Embodiments implemented in computer software may be implemented in software, firmware, middleware, microcode, hardware description languages, or any combination thereof. A code segment or machine-executable instructions may represent a procedure, a function, a subprogram, a program, a routine, a subroutine, a module, a software package, a class, or any combination of instructions, data structures, or program statements. A code segment may be coupled to another code segment or a hardware circuit by passing and/or receiving information, data, arguments, parameters, or memory contents. Information, arguments, parameters, data, among others, may be passed, forwarded, or transmitted via any suitable means including memory sharing, message passing, token passing, network transmission, etc.

The actual software code or specialized control hardware used to implement these systems and methods is not limiting. Thus, the operation and behavior of the systems and methods were described without reference to the specific software code being understood that software and control hardware can be designed to implement the systems and methods based on the description herein.

When implemented in software, the functions may be stored as one or more instructions or code on a non-transitory computer-readable or processor-readable storage medium. The steps of a method or algorithm disclosed herein may be embodied in a processor-executable software module, which may reside on a computer-readable or processor-readable storage medium. A non-transitory computer-readable or processor-readable media includes both computer storage media and tangible storage media that facilitate transfer of a computer program from one place to another. A non-transitory processor-readable storage media may be any available media that may be accessed by a computer.

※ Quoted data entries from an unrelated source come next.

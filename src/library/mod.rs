//! The cryptography library under test.
//!
//! # Data Flow
//! ```text
//! driver
//!     → CryptoLibrary (contract consumed, not designed here)
//!     → libcrypto.rs (the openssl crate + raw symbols)
//! ```
//!
//! # Design Decisions
//! - The driver only sees this trait, so the timeline can be checked
//!   against a recording fake in tests
//! - Exactly two exit-hook mechanisms, mirroring what libcrypto offers
//! - A parked provider belongs to process teardown, never to the driver

pub mod libcrypto;
mod sys;

use std::fmt;

use crate::error::ProbeResult;

pub use self::libcrypto::OpenSsl;

/// Mechanism used to run the unload callback at process teardown.
#[derive(Debug, Clone, Copy, PartialEq, Eq, Hash)]
pub enum ExitHook {
    /// The C runtime's `atexit`.
    Process,
    /// libcrypto's own `OPENSSL_atexit`.
    Library,
}

impl fmt::Display for ExitHook {
    fn fmt(&self, f: &mut fmt::Formatter<'_>) -> fmt::Result {
        match self {
            ExitHook::Process => write!(f, "atexit"),
            ExitHook::Library => write!(f, "OPENSSL_atexit"),
        }
    }
}

/// Operations the probe needs from the cryptography library.
pub trait CryptoLibrary {
    /// Handle of a loaded provider. The driver ends its life only through
    /// [`unload`] or [`park`].
    ///
    /// [`unload`]: CryptoLibrary::unload
    /// [`park`]: CryptoLibrary::park
    type Provider;

    /// Load error strings and register all ciphers and digests.
    fn initialize(&mut self);

    /// Version and CPU info line printed on stdout.
    fn version_line(&self) -> String;

    /// Register the unload-parked-provider callback with `hook`.
    fn register_exit_hook(&mut self, hook: ExitHook) -> ProbeResult<()>;

    /// Load `name` from the default library context.
    fn load_provider(&mut self, name: &str) -> ProbeResult<Self::Provider>;

    /// Unload a provider right now.
    fn unload(&mut self, provider: Self::Provider);

    /// Hand a provider over to process teardown.
    fn park(&mut self, provider: Self::Provider);

    /// Release every library-global resource.
    fn cleanup(&mut self);
}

By way of example, and not limitation, such non-transitory processor-readable media may comprise RAM, ROM, EEPROM, CD-ROM or other optical disk storage, magnetic disk storage or other magnetic storage devices, or any other tangible storage medium that may be used to store desired program code in the form of instructions or data structures and that may be accessed by a computer or processor. Disk and disc, as used herein, include compact disc (CD), laser disc, optical disc, digital versatile disc (DVD), floppy disk, and Blu-ray disc where disks usually reproduce data magnetically, while discs reproduce data optically with lasers. Combinations of the above should also be included within the scope of computer-readable media. Additionally, the operations of a method or algorithm may reside as one or any combination or set of codes and/or instructions on a non-transitory processor-readable medium and/or computer-readable medium, which may be incorporated into a computer program product.

The preceding description of the disclosed embodiments is provided to enable any person skilled in the art to make or use the present disclosure. Various modifications to these embodiments will be readily apparent to those skilled in the art, and the generic principles defined herein may be applied to other embodiments without departing from the spirit or scope of the disclosure. Thus, the present disclosure is not intended to be limited to the embodiments shown herein but is to be accorded the widest scope consistent with the following claims and the principles and novel features disclosed herein.

While various aspects and embodiments have been disclosed, other aspects and embodiments are contemplated. The various aspects and embodiments disclosed are for purposes of illustration and are not intended to be limiting, with the true scope and spirit being indicated by the following claims.